╔══
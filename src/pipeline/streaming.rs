//! Hop-aligned streaming frame machine.
//!
//! Consumes arbitrary-length chunks through the session ring buffer, emits
//! one MFCC vector per hop, tracks window levels, and fans audio out to the
//! enhanced analyzer ensemble. Frame boundaries depend only on the sample
//! indices delivered, never on how the caller chunked them.

use crate::analyzers::enhanced::EnhancedCoordinator;
use crate::audio::ring_buffer::RingBuffer;
use crate::config::{EnhancedConfig, MfccConfig, StreamConfig};
use crate::dsp::mfcc::MfccExtractor;
use crate::error::{EngineError, Result};
use serde::Serialize;

/// Observable pipeline counters.
#[derive(Debug, Clone, Copy, Default, Serialize)]
#[serde(rename_all = "camelCase")]
pub struct PipelineStats {
    /// MFCC frames emitted since creation/reset.
    pub frames_emitted: u64,
    /// Samples accepted since creation/reset.
    pub samples_consumed: u64,
}

/// Window-level loudness tracking.
#[derive(Debug, Clone, Copy, Default, Serialize)]
#[serde(rename_all = "camelCase")]
pub struct LevelStats {
    /// RMS of the most recent frame.
    pub last_rms: f32,
    /// Largest absolute sample seen in any frame.
    pub peak: f32,
    /// Running mean of per-frame RMS values.
    pub mean_rms: f32,
}

/// Per-session streaming pipeline.
pub struct StreamingPipeline {
    frame_size: usize,
    hop_size: usize,
    sample_rate: f32,
    ring: RingBuffer,
    mfcc: MfccExtractor,
    coordinator: Option<EnhancedCoordinator>,
    feature_history: Vec<Vec<f32>>,
    /// Per-frame RMS values, parallel to `feature_history`.
    frame_rms: Vec<f32>,
    frame_scratch: Vec<f32>,
    levels: LevelStats,
    stats: PipelineStats,
}

impl StreamingPipeline {
    /// Build a pipeline for one session.
    ///
    /// # Errors
    ///
    /// Returns `InvalidParams` on bad frame geometry and `InitFailed` if the
    /// enhanced ensemble rejects its configuration.
    pub fn new(
        sample_rate: f32,
        stream: &StreamConfig,
        mfcc: &MfccConfig,
        enhanced: Option<&EnhancedConfig>,
    ) -> Result<Self> {
        stream.validate()?;
        if sample_rate <= 0.0 {
            return Err(EngineError::InvalidParams(format!(
                "sample rate must be positive, got {sample_rate}"
            )));
        }

        let extractor = MfccExtractor::new(sample_rate, stream.frame_size, mfcc)?;
        let coordinator = match enhanced {
            Some(config) => Some(EnhancedCoordinator::new(sample_rate, config)?),
            None => None,
        };

        Ok(Self {
            frame_size: stream.frame_size,
            hop_size: stream.hop_size,
            sample_rate,
            ring: RingBuffer::new(stream.ring_capacity),
            mfcc: extractor,
            coordinator,
            feature_history: Vec::new(),
            frame_rms: Vec::new(),
            frame_scratch: vec![0.0; stream.frame_size],
            levels: LevelStats::default(),
            stats: PipelineStats::default(),
        })
    }

    /// Feed a chunk of samples. Emits one MFCC frame per hop as long as a
    /// full frame is buffered; returns how many frames were emitted.
    ///
    /// An empty chunk is an accepted no-op.
    ///
    /// # Errors
    ///
    /// Propagates extraction/analyzer errors; the ring buffer is not
    /// advanced past a failed frame.
    pub fn process_audio_chunk(&mut self, samples: &[f32]) -> Result<usize> {
        let mut emitted = 0usize;
        let mut remaining = samples;

        loop {
            let written = self.ring.write(remaining);
            remaining = &remaining[written..];
            self.stats.samples_consumed += written as u64;

            emitted += self.drain_ready_frames()?;

            if remaining.is_empty() {
                break;
            }
            if written == 0 {
                // Cannot happen with a validated ring (draining always frees
                // hop-sized space), but guard against livelock regardless.
                return Err(EngineError::ProcessingError(
                    "ring buffer made no progress".into(),
                ));
            }
        }

        Ok(emitted)
    }

    fn drain_ready_frames(&mut self) -> Result<usize> {
        let mut emitted = 0usize;
        while self.ring.available_read() >= self.frame_size {
            // Copy without advancing; the hop advance happens only after the
            // whole frame has been processed successfully.
            self.ring.peek(&mut self.frame_scratch);

            let features = self.mfcc.extract(&self.frame_scratch)?;

            if let Some(coordinator) = &mut self.coordinator {
                // Each frame overlaps the previous by frame−hop samples; the
                // ensemble gets each sample exactly once via the hop span.
                coordinator.process_chunk(&self.frame_scratch[..self.hop_size])?;
            }

            let rms = frame_rms(&self.frame_scratch);
            let peak = self
                .frame_scratch
                .iter()
                .fold(0.0f32, |acc, &s| acc.max(s.abs()));

            self.feature_history.push(features);
            self.frame_rms.push(rms);
            self.levels.last_rms = rms;
            self.levels.peak = self.levels.peak.max(peak);
            self.stats.frames_emitted += 1;
            let n = self.frame_rms.len() as f32;
            self.levels.mean_rms = self.levels.mean_rms + (rms - self.levels.mean_rms) / n;

            self.ring.advance(self.hop_size);
            emitted += 1;
        }
        Ok(emitted)
    }

    /// All feature vectors emitted so far, oldest first.
    #[must_use]
    pub fn feature_history(&self) -> &[Vec<f32>] {
        &self.feature_history
    }

    /// Number of feature vectors emitted so far.
    #[must_use]
    pub fn feature_count(&self) -> usize {
        self.feature_history.len()
    }

    /// Per-frame RMS values, parallel to the feature history.
    #[must_use]
    pub fn frame_rms_history(&self) -> &[f32] {
        &self.frame_rms
    }

    /// Seconds of audio represented by the feature history.
    #[must_use]
    pub fn processed_duration_secs(&self) -> f32 {
        self.feature_history.len() as f32 * self.hop_size as f32 / self.sample_rate
    }

    /// Hop size in samples.
    #[must_use]
    pub fn hop_size(&self) -> usize {
        self.hop_size
    }

    /// Coefficients per emitted feature vector.
    #[must_use]
    pub fn mfcc_coefficients(&self) -> usize {
        self.mfcc.coefficients()
    }

    /// Window-level loudness tracking.
    #[must_use]
    pub fn levels(&self) -> LevelStats {
        self.levels
    }

    /// Observable counters.
    #[must_use]
    pub fn stats(&self) -> PipelineStats {
        self.stats
    }

    /// The enhanced ensemble, when enabled.
    #[must_use]
    pub fn enhanced(&self) -> Option<&EnhancedCoordinator> {
        self.coordinator.as_ref()
    }

    /// Clear buffered samples, history, levels, and the ensemble state.
    /// Allocations (ring storage, FFT plans) are kept.
    pub fn reset(&mut self) {
        self.ring.clear();
        self.feature_history.clear();
        self.frame_rms.clear();
        self.levels = LevelStats::default();
        self.stats = PipelineStats::default();
        if let Some(coordinator) = &mut self.coordinator {
            coordinator.reset();
        }
    }
}

fn frame_rms(samples: &[f32]) -> f32 {
    if samples.is_empty() {
        return 0.0;
    }
    let sum_sq: f32 = samples.iter().map(|s| s * s).sum();
    (sum_sq / samples.len() as f32).sqrt()
}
╚══
[ASSIGNED TASK]: Each record above is to be written out again exactly.

[ANSWER TO THIS EXERCISE]:
filename src/pipeline/streaming.rs
//! Hop-aligned streaming frame machine.
//!
//! Consumes arbitrary-length chunks through the session ring buffer, emits
//! one MFCC vector per hop, tracks window levels, and fans audio out to the
//! enhanced analyzer ensemble. Frame boundaries depend only on the sample
//! indices delivered, never on how the caller chunked them.

use crate::analyzers::enhanced::EnhancedCoordinator;
use crate::audio::ring_buffer::RingBuffer;
use crate::config::{EnhancedConfig, MfccConfig, StreamConfig};
use crate::dsp::mfcc::MfccExtractor;
use crate::error::{EngineError, Result};
use serde::Serialize;

/// Observable pipeline counters.
#[derive(Debug, Clone, Copy, Default, Serialize)]
#[serde(rename_all = "camelCase")]
pub struct PipelineStats {
    /// MFCC frames emitted since creation/reset.
    pub frames_emitted: u64,
    /// Samples accepted since creation/reset.
    pub samples_consumed: u64,
}

/// Window-level loudness tracking.
#[derive(Debug, Clone, Copy, Default, Serialize)]
#[serde(rename_all = "camelCase")]
pub struct LevelStats {
    /// RMS of the most recent frame.
    pub last_rms: f32,
    /// Largest absolute sample seen in any frame.
    pub peak: f32,
    /// Running mean of per-frame RMS values.
    pub mean_rms: f32,
}

/// Per-session streaming pipeline.
pub struct StreamingPipeline {
    frame_size: usize,
    hop_size: usize,
    sample_rate: f32,
    ring: RingBuffer,
    mfcc: MfccExtractor,
    coordinator: Option<EnhancedCoordinator>,
    feature_history: Vec<Vec<f32>>,
    /// Per-frame RMS values, parallel to `feature_history`.
    frame_rms: Vec<f32>,
    frame_scratch: Vec<f32>,
    levels: LevelStats,
    stats: PipelineStats,
}

impl StreamingPipeline {
    /// Build a pipeline for one session.
    ///
    /// # Errors
    ///
    /// Returns `InvalidParams` on bad frame geometry and `InitFailed` if the
    /// enhanced ensemble rejects its configuration.
    pub fn new(
        sample_rate: f32,
        stream: &StreamConfig,
        mfcc: &MfccConfig,
        enhanced: Option<&EnhancedConfig>,
    ) -> Result<Self> {
        stream.validate()?;
        if sample_rate <= 0.0 {
            return Err(EngineError::InvalidParams(format!(
                "sample rate must be positive, got {sample_rate}"
            )));
        }

        let extractor = MfccExtractor::new(sample_rate, stream.frame_size, mfcc)?;
        let coordinator = match enhanced {
            Some(config) => Some(EnhancedCoordinator::new(sample_rate, config)?),
            None => None,
        };

        Ok(Self {
            frame_size: stream.frame_size,
            hop_size: stream.hop_size,
            sample_rate,
            ring: RingBuffer::new(stream.ring_capacity),
            mfcc: extractor,
            coordinator,
            feature_history: Vec::new(),
            frame_rms: Vec::new(),
            frame_scratch: vec![0.0; stream.frame_size],
            levels: LevelStats::default(),
            stats: PipelineStats::default(),
        })
    }

    /// Feed a chunk of samples. Emits one MFCC frame per hop as long as a
    /// full frame is buffered; returns how many frames were emitted.
    ///
    /// An empty chunk is an accepted no-op.
    ///
    /// # Errors
    ///
    /// Propagates extraction/analyzer errors; the ring buffer is not
    /// advanced past a failed frame.
    pub fn process_audio_chunk(&mut self, samples: &[f32]) -> Result<usize> {
        let mut emitted = 0usize;
        let mut remaining = samples;

        loop {
            let written = self.ring.write(remaining);
            remaining = &remaining[written..];
            self.stats.samples_consumed += written as u64;

            emitted += self.drain_ready_frames()?;

            if remaining.is_empty() {
                break;
            }
            if written == 0 {
                // Cannot happen with a validated ring (draining always frees
                // hop-sized space), but guard against livelock regardless.
                return Err(EngineError::ProcessingError(
                    "ring buffer made no progress".into(),
                ));
            }
        }

        Ok(emitted)
    }

    fn drain_ready_frames(&mut self) -> Result<usize> {
        let mut emitted = 0usize;
        while self.ring.available_read() >= self.frame_size {
            // Copy without advancing; the hop advance happens only after the
            // whole frame has been processed successfully.
            self.ring.peek(&mut self.frame_scratch);

            let features = self.mfcc.extract(&self.frame_scratch)?;

            if let Some(coordinator) = &mut self.coordinator {
                // Each frame overlaps the previous by frame−hop samples; the
                // ensemble gets each sample exactly once via the hop span.
                coordinator.process_chunk(&self.frame_scratch[..self.hop_size])?;
            }

            let rms = frame_rms(&self.frame_scratch);
            let peak = self
                .frame_scratch
                .iter()
                .fold(0.0f32, |acc, &s| acc.max(s.abs()));

            self.feature_history.push(features);
            self.frame_rms.push(rms);
            self.levels.last_rms = rms;
            self.levels.peak = self.levels.peak.max(peak);
            self.stats.frames_emitted += 1;
            let n = self.frame_rms.len() as f32;
            self.levels.mean_rms = self.levels.mean_rms + (rms - self.levels.mean_rms) / n;

            self.ring.advance(self.hop_size);
            emitted += 1;
        }
        Ok(emitted)
    }

    /// All feature vectors emitted so far, oldest first.
    #[must_use]
    pub fn feature_history(&self) -> &[Vec<f32>] {
        &self.feature_history
    }

    /// Number of feature vectors emitted so far.
    #[must_use]
    pub fn feature_count(&self) -> usize {
        self.feature_history.len()
    }

    /// Per-frame RMS values, parallel to the feature history.
    #[must_use]
    pub fn frame_rms_history(&self) -> &[f32] {
        &self.frame_rms
    }

    /// Seconds of audio represented by the feature history.
    #[must_use]
    pub fn processed_duration_secs(&self) -> f32 {
        self.feature_history.len() as f32 * self.hop_size as f32 / self.sample_rate
    }

    /// Hop size in samples.
    #[must_use]
    pub fn hop_size(&self) -> usize {
        self.hop_size
    }

    /// Coefficients per emitted feature vector.
    #[must_use]
    pub fn mfcc_coefficients(&self) -> usize {
        self.mfcc.coefficients()
    }

    /// Window-level loudness tracking.
    #[must_use]
    pub fn levels(&self) -> LevelStats {
        self.levels
    }

    /// Observable counters.
    #[must_use]
    pub fn stats(&self) -> PipelineStats {
        self.stats
    }

    /// The enhanced ensemble, when enabled.
    #[must_use]
    pub fn enhanced(&self) -> Option<&EnhancedCoordinator> {
        self.coordinator.as_ref()
    }

    /// Clear buffered samples, history, levels, and the ensemble state.
    /// Allocations (ring storage, FFT plans) are kept.
    pub fn reset(&mut self) {
        self.ring.clear();
        self.feature_history.clear();
        self.frame_rms.clear();
        self.levels = LevelStats::default();
        self.stats = PipelineStats::default();
        if let Some(coordinator) = &mut self.coordinator {
            coordinator.reset();
        }
    }
}

fn frame_rms(samples: &[f32]) -> f32 {
    if samples.is_empty() {
        return 0.0;
    }
    let sum_sq: f32 = samples.iter().map(|s| s * s).sum();
    (sum_sq / samples.len() as f32).sqrt()
}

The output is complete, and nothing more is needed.